High speeds and accelerations, uneven loads, or vertical orientations in crossed-roller rail-guide applications can cause "cage creep," or cage and roller assembly migration. In most cases, as the cage shifts toward one end of the travel, it gradually moves from its centered position until it hits an end stop. As system friction increases at the stroke limits, the rollers tend to skid during operation.
A centered pinion gear rotates during operation as it meshes with internal rack gears on each rail, positively controlling roller cage-position.
To solve the problem, a machine typically must be shut down for a recalibration stroke, which may require larger than necessary motors, with enough power to reset the cage to the centered position. External type rack-and-pinion systems and internal wire and pulley techniques have been used with limited success to prevent cage migration. However, wire-based solutions can slip or succumb to fatigue, while external pinion wheels have a size penalty.

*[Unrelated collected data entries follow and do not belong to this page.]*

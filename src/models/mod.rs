pub mod error;
pub mod store;
pub mod theme;
//! Historical replay.
//!
//! Runs a zone's preferences against archived outdoor temperatures: every
//! step goes through the same arbiter and hysteresis as live control, then
//! the thermal model advances the simulated room. [`Replay`] yields the
//! per-step points lazily; [`run_replay`] wraps it with a run record and a
//! recorder so progress survives a failure halfway through.

use chrono::{DateTime, Datelike, Duration, Timelike, Utc, Weekday};
use parking_lot::Mutex;
use serde::{Deserialize, Serialize};
use strum::{Display, EnumString};
use tracing::{debug, info, warn};
use uuid::Uuid;

use crate::config::ZoneConfig;
use crate::controller::{calculate_target, decide_heater, ArbiterInputs};
use crate::domain::{
    forecast_window, round2, temperature_at, GeoLocation, HourlyTemperature, PriceLevel, TimeOfDay, ZonePreferences,
};
use crate::error::{ControlError, ControlResult};
use crate::forecast::{PriceSource, WeatherSource};
use crate::simulation::thermal::ThermalModel;

pub const DEFAULT_HEATER_POWER_KW: f64 = 2.0;
const PROGRESS_EVERY: usize = 100;

/// How a replay decides whether the zone is in use at a given instant.
#[derive(Debug, Clone, Copy, Default, PartialEq, Eq, Serialize, Deserialize)]
#[serde(rename_all = "snake_case")]
pub enum OccupancyModel {
    /// Occupied 07:00 to 22:00 UTC, Monday to Friday.
    #[default]
    WeekdayDaytime,
    /// Occupied whenever a schedule entry is active.
    Schedule,
}

impl OccupancyModel {
    pub fn is_occupied(&self, at: DateTime<Utc>, prefs: &ZonePreferences) -> bool {
        match self {
            Self::WeekdayDaytime => {
                let weekday = !matches!(at.weekday(), Weekday::Sat | Weekday::Sun);
                weekday && (7..22).contains(&at.hour())
            }
            Self::Schedule => prefs
                .schedule
                .active_entry(TimeOfDay::from_time(at.time()))
                .is_some(),
        }
    }
}

#[derive(Debug, Clone)]
pub struct ReplayRequest {
    pub zone_id: u32,
    pub prefs: ZonePreferences,
    pub window_start: DateTime<Utc>,
    /// Exclusive.
    pub window_end: DateTime<Utc>,
    pub step_minutes: u32,
    /// Starting room temperature; the occupied default when unset.
    pub initial_temp_c: Option<f64>,
    pub heater_power_kw: f64,
    pub occupancy: OccupancyModel,
}

impl ReplayRequest {
    /// Hourly steps, default occupancy model and heater power.
    pub fn new(zone_id: u32, prefs: ZonePreferences, window_start: DateTime<Utc>, window_end: DateTime<Utc>) -> Self {
        Self {
            zone_id,
            prefs,
            window_start,
            window_end,
            step_minutes: 60,
            initial_temp_c: None,
            heater_power_kw: DEFAULT_HEATER_POWER_KW,
            occupancy: OccupancyModel::default(),
        }
    }

    /// Request for a configured zone: its preferences, heater rating and
    /// configured starting temperature.
    pub fn for_zone(zone: &ZoneConfig, window_start: DateTime<Utc>, window_end: DateTime<Utc>) -> Self {
        Self {
            initial_temp_c: Some(zone.initial_temperature_c),
            heater_power_kw: zone.heater_power_kw,
            ..Self::new(zone.id, zone.preferences.clone(), window_start, window_end)
        }
    }

    pub fn step_hours(&self) -> f64 {
        f64::from(self.step_minutes) / 60.0
    }

    /// Number of steps between window start and end.
    pub fn step_count(&self) -> usize {
        if self.step_minutes == 0 || self.window_end <= self.window_start {
            return 0;
        }
        let minutes = (self.window_end - self.window_start).num_minutes();
        let step = i64::from(self.step_minutes);
        usize::try_from((minutes + step - 1) / step).unwrap_or(0)
    }

    fn validate(&self) -> ControlResult<()> {
        if self.step_minutes == 0 {
            return Err(ControlError::config("replay step must be at least one minute"));
        }
        if self.window_end <= self.window_start {
            return Err(ControlError::config(format!(
                "replay window {} .. {} is empty",
                self.window_start, self.window_end
            )));
        }
        if !self.heater_power_kw.is_finite() || self.heater_power_kw < 0.0 {
            return Err(ControlError::config("heater power must be a non-negative number"));
        }
        Ok(())
    }
}

/// One simulated step.
#[derive(Debug, Clone, Copy, PartialEq, Serialize, Deserialize)]
pub struct HistoricalDataPoint {
    pub timestamp: DateTime<Utc>,
    /// Room temperature at the start of the step.
    pub simulated_temp_c: f64,
    pub target_temp_c: f64,
    /// Heater state applied during the step.
    pub heater_on: bool,
    pub occupied: bool,
    pub outdoor_temp_c: f64,
    pub price_level: PriceLevel,
}

#[derive(Debug, Clone, Copy, Default, PartialEq, Serialize)]
pub struct ReplaySummary {
    pub points: usize,
    pub heater_on_steps: usize,
    pub simulated_hours: f64,
    pub energy_kwh: f64,
}

/// Lazy step iterator over a replay window.
///
/// Yields `Err` at most once, after which it is exhausted.
pub struct Replay<'a> {
    request: &'a ReplayRequest,
    samples: &'a [HourlyTemperature],
    prices: &'a dyn PriceSource,
    model: ThermalModel,
    now: DateTime<Utc>,
    current_c: f64,
    outdoor_c: f64,
    heater_on: bool,
    summary: ReplaySummary,
    done: bool,
}

impl<'a> Replay<'a> {
    pub fn new(
        request: &'a ReplayRequest,
        samples: &'a [HourlyTemperature],
        prices: &'a dyn PriceSource,
    ) -> ControlResult<Self> {
        request.validate()?;
        let outdoor_c = temperature_at(samples, request.window_start).ok_or_else(|| {
            ControlError::unavailable(format!("no weather samples for zone {} replay", request.zone_id))
        })?;

        let prefs = &request.prefs;
        let current_c = request.initial_temp_c.unwrap_or(prefs.default_occupied_temp);
        let first_target = prefs
            .schedule
            .resolve(TimeOfDay::from_time(request.window_start.time()), prefs.default_setpoints())
            .occupied_c;

        Ok(Self {
            request,
            samples,
            prices,
            model: ThermalModel::from_preferences(prefs),
            now: request.window_start,
            current_c,
            outdoor_c,
            heater_on: current_c < first_target - 0.5,
            summary: ReplaySummary::default(),
            done: false,
        })
    }

    /// Totals over the points yielded so far.
    pub fn summary(&self) -> ReplaySummary {
        self.summary
    }

    fn step(&mut self) -> ControlResult<HistoricalDataPoint> {
        let request = self.request;
        let prefs = &request.prefs;
        let now = self.now;

        // Beyond the last sample the last known temperature holds.
        if let Some(t) = temperature_at(self.samples, now) {
            self.outdoor_c = t;
        }
        let outdoor_c = self.outdoor_c;
        let forecast = forecast_window(self.samples, now, prefs.predictive_window_hours);
        let occupied = request.occupancy.is_occupied(now, prefs);
        let price = self.prices.price_at(now)?;

        let target_c = calculate_target(&ArbiterInputs {
            now,
            prefs,
            current_internal_c: self.current_c,
            occupied,
            outdoor_c: Some(outdoor_c),
            forecast: &forecast,
            price_level: price.level,
        });
        let heater_on = decide_heater(self.current_c, target_c, self.heater_on);

        let point = HistoricalDataPoint {
            timestamp: now,
            simulated_temp_c: round2(self.current_c),
            target_temp_c: target_c,
            heater_on,
            occupied,
            outdoor_temp_c: round2(outdoor_c),
            price_level: price.level,
        };

        self.current_c = self
            .model
            .advance_clamped(self.current_c, outdoor_c, heater_on, f64::from(request.step_minutes));
        self.heater_on = heater_on;
        self.now = now + Duration::minutes(i64::from(request.step_minutes));

        self.summary.points += 1;
        self.summary.simulated_hours += request.step_hours();
        if heater_on {
            self.summary.heater_on_steps += 1;
            self.summary.energy_kwh += request.heater_power_kw * request.step_hours();
        }
        Ok(point)
    }
}

impl Iterator for Replay<'_> {
    type Item = ControlResult<HistoricalDataPoint>;

    fn next(&mut self) -> Option<Self::Item> {
        if self.done || self.now >= self.request.window_end {
            return None;
        }
        let result = self.step();
        if result.is_err() {
            self.done = true;
        }
        Some(result)
    }
}

#[derive(Debug, Clone, Copy, PartialEq, Eq, Serialize, Deserialize, Display, EnumString)]
#[serde(rename_all = "SCREAMING_SNAKE_CASE")]
#[strum(serialize_all = "SCREAMING_SNAKE_CASE")]
pub enum ReplayStatus {
    Pending,
    Running,
    Completed,
    Failed,
}

/// Bookkeeping for one replay invocation.
#[derive(Debug, Clone, PartialEq, Serialize)]
pub struct ReplayRun {
    pub id: Uuid,
    pub zone_id: u32,
    pub window_start: DateTime<Utc>,
    pub window_end: DateTime<Utc>,
    pub status: ReplayStatus,
    pub status_message: String,
    pub total_simulated_hours: Option<f64>,
    pub calculated_energy_kwh: Option<f64>,
    pub created_at: DateTime<Utc>,
}

impl ReplayRun {
    fn pending(request: &ReplayRequest) -> Self {
        Self {
            id: Uuid::new_v4(),
            zone_id: request.zone_id,
            window_start: request.window_start,
            window_end: request.window_end,
            status: ReplayStatus::Pending,
            status_message: "Queued".to_string(),
            total_simulated_hours: None,
            calculated_energy_kwh: None,
            created_at: Utc::now(),
        }
    }

    fn fail(&mut self, message: String) {
        self.status = ReplayStatus::Failed;
        self.status_message = message;
    }
}

/// Destination for run records and data points.
pub trait ReplayRecorder: Send + Sync {
    /// Called on every status change; later calls supersede earlier ones.
    fn update_run(&self, run: &ReplayRun);
    fn record_point(&self, run_id: Uuid, point: &HistoricalDataPoint);
}

#[derive(Debug, Default)]
pub struct InMemoryRecorder {
    runs: Mutex<Vec<ReplayRun>>,
    points: Mutex<Vec<(Uuid, HistoricalDataPoint)>>,
}

impl InMemoryRecorder {
    pub fn new() -> Self {
        Self::default()
    }

    pub fn run(&self, id: Uuid) -> Option<ReplayRun> {
        self.runs.lock().iter().find(|r| r.id == id).cloned()
    }

    pub fn points(&self, run_id: Uuid) -> Vec<HistoricalDataPoint> {
        self.points
            .lock()
            .iter()
            .filter(|(id, _)| *id == run_id)
            .map(|(_, p)| *p)
            .collect()
    }
}

impl ReplayRecorder for InMemoryRecorder {
    fn update_run(&self, run: &ReplayRun) {
        let mut runs = self.runs.lock();
        match runs.iter_mut().find(|r| r.id == run.id) {
            Some(existing) => *existing = run.clone(),
            None => runs.push(run.clone()),
        }
    }

    fn record_point(&self, run_id: Uuid, point: &HistoricalDataPoint) {
        self.points.lock().push((run_id, *point));
    }
}

/// Fetch archived weather for the window and replay it, reporting status and
/// points to `recorder`. Failures end the run as `FAILED`; points already
/// recorded are kept.
pub async fn run_replay(
    weather: &dyn WeatherSource,
    location: &GeoLocation,
    prices: &dyn PriceSource,
    request: &ReplayRequest,
    recorder: &dyn ReplayRecorder,
) -> ReplayRun {
    let mut run = ReplayRun::pending(request);
    recorder.update_run(&run);

    run.status = ReplayStatus::Running;
    run.status_message = "Fetching historical weather data...".to_string();
    recorder.update_run(&run);
    info!(run_id = %run.id, zone_id = request.zone_id, start = %request.window_start, end = %request.window_end, "replay started");

    let samples = match weather
        .historical_hourly(location, request.window_start.date_naive(), request.window_end.date_naive())
        .await
    {
        Ok(samples) if !samples.is_empty() => samples,
        Ok(_) => {
            run.fail("Failed to fetch historical weather data: no samples returned".to_string());
            recorder.update_run(&run);
            warn!(run_id = %run.id, "replay has no weather data");
            return run;
        }
        Err(e) => {
            run.fail(format!("Failed to fetch historical weather data: {e}"));
            recorder.update_run(&run);
            warn!(run_id = %run.id, error = %e, "replay weather fetch failed");
            return run;
        }
    };

    let expected = request.step_count();
    run.status_message = format!("Processing {} hourly weather points...", samples.len());
    recorder.update_run(&run);

    let mut replay = match Replay::new(request, &samples, prices) {
        Ok(replay) => replay,
        Err(e) => {
            run.fail(format!("Setup error: {e}"));
            recorder.update_run(&run);
            return run;
        }
    };

    for (i, point) in replay.by_ref().enumerate() {
        match point {
            Ok(point) => recorder.record_point(run.id, &point),
            Err(e) => {
                run.fail(format!("Processing error: {e}"));
                recorder.update_run(&run);
                warn!(run_id = %run.id, error = %e, processed = i, "replay failed");
                return run;
            }
        }
        if (i + 1) % PROGRESS_EVERY == 0 {
            run.status_message = format!("Processed {}/{expected} data points...", i + 1);
            recorder.update_run(&run);
            debug!(run_id = %run.id, processed = i + 1, expected, "replay progress");
        }
    }

    let summary = replay.summary();
    run.status = ReplayStatus::Completed;
    run.status_message = format!("Simulation completed. Processed {} data points.", summary.points);
    run.total_simulated_hours = Some(summary.simulated_hours);
    run.calculated_energy_kwh = Some(round2(summary.energy_kwh));
    recorder.update_run(&run);
    info!(
        run_id = %run.id,
        points = summary.points,
        energy_kwh = summary.energy_kwh,
        "replay completed"
    );
    run
}
use serde::{Deserialize, Serialize};
use validator::{Validate, ValidationError};

use super::schedule::{Schedule, Setpoints};
use crate::error::{ControlError, ControlResult};

/// Per-zone heating preferences.
///
/// Every field carries an explicit default, so a partially specified JSON or
/// TOML document always yields a complete structure. Validate once at the load
/// boundary with [`ZonePreferences::validated`]; downstream code reads fields
/// directly.
#[derive(Debug, Clone, PartialEq, Serialize, Deserialize, Validate)]
#[serde(default)]
#[validate(schema(function = "validate_target_limits", skip_on_field_errors = false))]
pub struct ZonePreferences {
    pub schedule: Schedule,

    #[validate(range(min = 5.0, max = 35.0))]
    pub default_occupied_temp: f64,
    #[validate(range(min = 5.0, max = 35.0))]
    pub default_unoccupied_temp: f64,
    #[validate(range(min = 5.0, max = 35.0))]
    pub min_target_temp: f64,
    #[validate(range(min = 5.0, max = 35.0))]
    pub max_target_temp: f64,

    pub use_occupancy_for_heating: bool,
    pub setback_setpoint: Option<f64>,

    // Energy price response (occupied periods only)
    #[validate(range(min = 0.0, max = 10.0))]
    pub peak_occupied_temp_reduction: f64,
    #[validate(range(min = 0.0, max = 10.0))]
    pub super_peak_occupied_temp_reduction: f64,
    pub allow_off_peak_preconditioning: bool,
    #[validate(range(min = 0.0, max = 10.0))]
    pub off_peak_occupied_temp_increase: f64,

    // Predictive control
    pub allow_predictive_control: bool,
    #[validate(range(min = 1, max = 48))]
    pub predictive_window_hours: u32,
    #[validate(range(min = 0.0))]
    pub predictive_temp_drop_threshold: f64,
    #[validate(range(min = 0.0))]
    pub predictive_temp_rise_threshold: f64,
    #[validate(range(min = 0.0, max = 10.0))]
    pub predictive_preheat_increase: f64,
    #[validate(range(min = 0.0, max = 10.0))]
    pub predictive_avoid_overheat_reduction: f64,
    #[validate(range(min = 0.0, max = 10.0))]
    pub max_combined_preheat_boost: f64,
    pub prioritize_comfort_over_peak_cost: bool,

    // Outdoor override
    pub high_outside_temp_threshold: f64,
    #[validate(range(min = 0.0, max = 10.0))]
    pub occupied_temp_reduction_high_outside: f64,

    // Thermal model coefficients
    #[serde(alias = "heating_rate_degC_per_hour")]
    #[validate(range(min = 0.0, max = 20.0))]
    pub heating_rate_degc_per_hour: f64,
    #[validate(range(min = 0.0, max = 5.0))]
    pub cooling_rate_factor_per_hour: f64,
}

impl Default for ZonePreferences {
    fn default() -> Self {
        Self {
            schedule: Schedule::default(),
            default_occupied_temp: 21.0,
            default_unoccupied_temp: 17.0,
            min_target_temp: 15.0,
            max_target_temp: 25.0,
            use_occupancy_for_heating: true,
            setback_setpoint: None,
            peak_occupied_temp_reduction: 1.0,
            super_peak_occupied_temp_reduction: 2.0,
            allow_off_peak_preconditioning: false,
            off_peak_occupied_temp_increase: 0.5,
            allow_predictive_control: false,
            predictive_window_hours: 3,
            predictive_temp_drop_threshold: 5.0,
            predictive_temp_rise_threshold: 5.0,
            predictive_preheat_increase: 1.0,
            predictive_avoid_overheat_reduction: 0.5,
            max_combined_preheat_boost: 2.0,
            prioritize_comfort_over_peak_cost: false,
            high_outside_temp_threshold: 21.0,
            occupied_temp_reduction_high_outside: 1.0,
            heating_rate_degc_per_hour: 1.0,
            cooling_rate_factor_per_hour: 0.1,
        }
    }
}

fn validate_target_limits(p: &ZonePreferences) -> Result<(), ValidationError> {
    if p.min_target_temp > p.max_target_temp {
        let mut err = ValidationError::new("target_limits");
        err.message = Some(
            format!(
                "min_target_temp {} exceeds max_target_temp {}",
                p.min_target_temp, p.max_target_temp
            )
            .into(),
        );
        return Err(err);
    }
    if p.setback_setpoint.is_some_and(|s| !s.is_finite()) {
        return Err(ValidationError::new("setback_setpoint"));
    }
    Ok(())
}

impl ZonePreferences {
    /// Run field and cross-field validation, returning the preferences on success.
    pub fn validated(self) -> ControlResult<Self> {
        self.validate()?;
        Ok(self)
    }

    pub fn from_json_str(s: &str) -> ControlResult<Self> {
        let prefs: Self = serde_json::from_str(s)
            .map_err(|e| ControlError::config(format!("invalid zone preferences: {e}")))?;
        prefs.validated()
    }

    pub fn from_toml_str(s: &str) -> ControlResult<Self> {
        let prefs: Self = toml::from_str(s)
            .map_err(|e| ControlError::config(format!("invalid zone preferences: {e}")))?;
        prefs.validated()
    }

    pub fn default_setpoints(&self) -> Setpoints {
        Setpoints {
            occupied_c: self.default_occupied_temp,
            unoccupied_c: self.default_unoccupied_temp,
        }
    }

    pub fn clamp_target(&self, value: f64) -> f64 {
        value.max(self.min_target_temp).min(self.max_target_temp)
    }
}
use chrono::{DateTime, Utc};
use futures::future::join_all;
use itertools::Itertools;
use std::collections::HashMap;
use std::sync::Arc;
use tokio::sync::RwLock;
use tokio::task::JoinHandle;
use tokio::time::{interval, Duration, MissedTickBehavior};
use tokio_util::sync::CancellationToken;
use tracing::{debug, error, info, warn};

use super::decision::{run_all_zones, CycleOutcome, ZoneController};
use crate::domain::SensorReading;
use crate::error::ControlResult;

/// Periodic task configuration
#[derive(Debug, Clone)]
pub struct PeriodicTaskConfig {
    /// Control cycle interval (seconds)
    pub control_interval_secs: u64,
    /// Sensor polling interval (seconds)
    pub poll_interval_secs: u64,
}

impl Default for PeriodicTaskConfig {
    fn default() -> Self {
        Self {
            control_interval_secs: 60,
            poll_interval_secs: 30,
        }
    }
}

/// Task status tracking
#[derive(Debug, Clone, Default, PartialEq)]
pub struct TaskStatus {
    pub last_run: Option<DateTime<Utc>>,
    pub last_success: Option<DateTime<Utc>>,
    pub last_error: Option<String>,
    pub run_count: u64,
    pub success_count: u64,
    pub error_count: u64,
}

impl TaskStatus {
    fn started(&mut self, now: DateTime<Utc>) {
        self.last_run = Some(now);
        self.run_count += 1;
    }

    fn finished(&mut self, now: DateTime<Utc>, errors: Vec<String>) {
        if errors.is_empty() {
            self.last_success = Some(now);
            self.success_count += 1;
            self.last_error = None;
        } else {
            self.error_count += 1;
            self.last_error = Some(errors.join("; "));
        }
    }
}

pub type ReadingsMap = Arc<RwLock<HashMap<u32, SensorReading>>>;

/// Drives the per-zone control cycle and the sensor poll on fixed intervals.
pub struct ControlScheduler {
    config: PeriodicTaskConfig,
    controllers: Vec<Arc<ZoneController>>,
    readings: ReadingsMap,
    control_status: RwLock<TaskStatus>,
    poll_status: RwLock<TaskStatus>,
}

impl ControlScheduler {
    pub fn new(controllers: Vec<Arc<ZoneController>>, readings: ReadingsMap, config: PeriodicTaskConfig) -> Self {
        Self {
            config,
            controllers,
            readings,
            control_status: RwLock::new(TaskStatus::default()),
            poll_status: RwLock::new(TaskStatus::default()),
        }
    }

    /// Spawn the control and poll loops. Both stop when `cancel` fires.
    pub fn start(self: Arc<Self>, cancel: CancellationToken) -> Vec<JoinHandle<()>> {
        let control = {
            let scheduler = self.clone();
            let cancel = cancel.clone();
            tokio::spawn(async move { scheduler.run_control_task(cancel).await })
        };
        let poll = {
            let scheduler = self.clone();
            tokio::spawn(async move { scheduler.run_poll_task(cancel).await })
        };
        info!(
            zones = self.controllers.len(),
            control_interval_secs = self.config.control_interval_secs,
            poll_interval_secs = self.config.poll_interval_secs,
            "periodic tasks started"
        );
        vec![control, poll]
    }

    async fn run_control_task(&self, cancel: CancellationToken) {
        let mut ticker = interval(Duration::from_secs(self.config.control_interval_secs.max(1)));
        ticker.set_missed_tick_behavior(MissedTickBehavior::Delay);
        loop {
            tokio::select! {
                _ = cancel.cancelled() => break,
                _ = ticker.tick() => {
                    self.run_control_once(Utc::now()).await;
                }
            }
        }
        debug!("control task stopped");
    }

    async fn run_poll_task(&self, cancel: CancellationToken) {
        let mut ticker = interval(Duration::from_secs(self.config.poll_interval_secs.max(1)));
        ticker.set_missed_tick_behavior(MissedTickBehavior::Delay);
        loop {
            tokio::select! {
                _ = cancel.cancelled() => break,
                _ = ticker.tick() => {
                    self.poll_once(Utc::now()).await;
                }
            }
        }
        debug!("poll task stopped");
    }

    /// One control cycle over every zone.
    pub async fn run_control_once(&self, now: DateTime<Utc>) -> Vec<(u32, ControlResult<CycleOutcome>)> {
        self.control_status.write().await.started(now);

        let results = run_all_zones(&self.controllers, now).await;
        let errors = results
            .iter()
            .filter_map(|(zone_id, r)| r.as_ref().err().map(|e| format!("zone {zone_id}: {e}")))
            .collect_vec();
        if !errors.is_empty() {
            error!(failed = errors.len(), total = results.len(), "control cycle had failures");
        }
        self.control_status.write().await.finished(now, errors);
        results
    }

    /// Read every device once and publish the snapshots.
    pub async fn poll_once(&self, now: DateTime<Utc>) {
        self.poll_status.write().await.started(now);

        let reads = join_all(self.controllers.iter().map(|c| async move {
            (c.zone_id(), c.device().read_snapshot().await)
        }))
        .await;

        let mut errors = Vec::new();
        {
            let mut readings = self.readings.write().await;
            for (zone_id, read) in reads {
                match read {
                    Ok(snapshot) => {
                        readings.insert(
                            zone_id,
                            SensorReading {
                                zone_id,
                                timestamp: now,
                                snapshot,
                            },
                        );
                    }
                    Err(e) => {
                        warn!(zone_id, error = %e, "sensor poll failed");
                        errors.push(format!("zone {zone_id}: {e}"));
                    }
                }
            }
        }
        self.poll_status.write().await.finished(now, errors);
    }

    pub async fn control_status(&self) -> TaskStatus {
        self.control_status.read().await.clone()
    }

    pub async fn poll_status(&self) -> TaskStatus {
        self.poll_status.read().await.clone()
    }
}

The patented Anti-Creeping System (ACS) positively controls roller-cage position without a size or cost penalty compared to other techniques, although there is a cost premium compared to a standard cross-roller system. Designed as an internal drop-in component, it uses a rack-and-pinion mechanism that fits within the existing design envelope of a standard crossed-roller system.
Wayne Greer, SKF Motion Technologies, 1530 Valley Center Pkwy., Bethlehem, PA 18017-2226; Tel: (800) 541-3624; Fax: (610) 861-4811; E-mail: email@example.com.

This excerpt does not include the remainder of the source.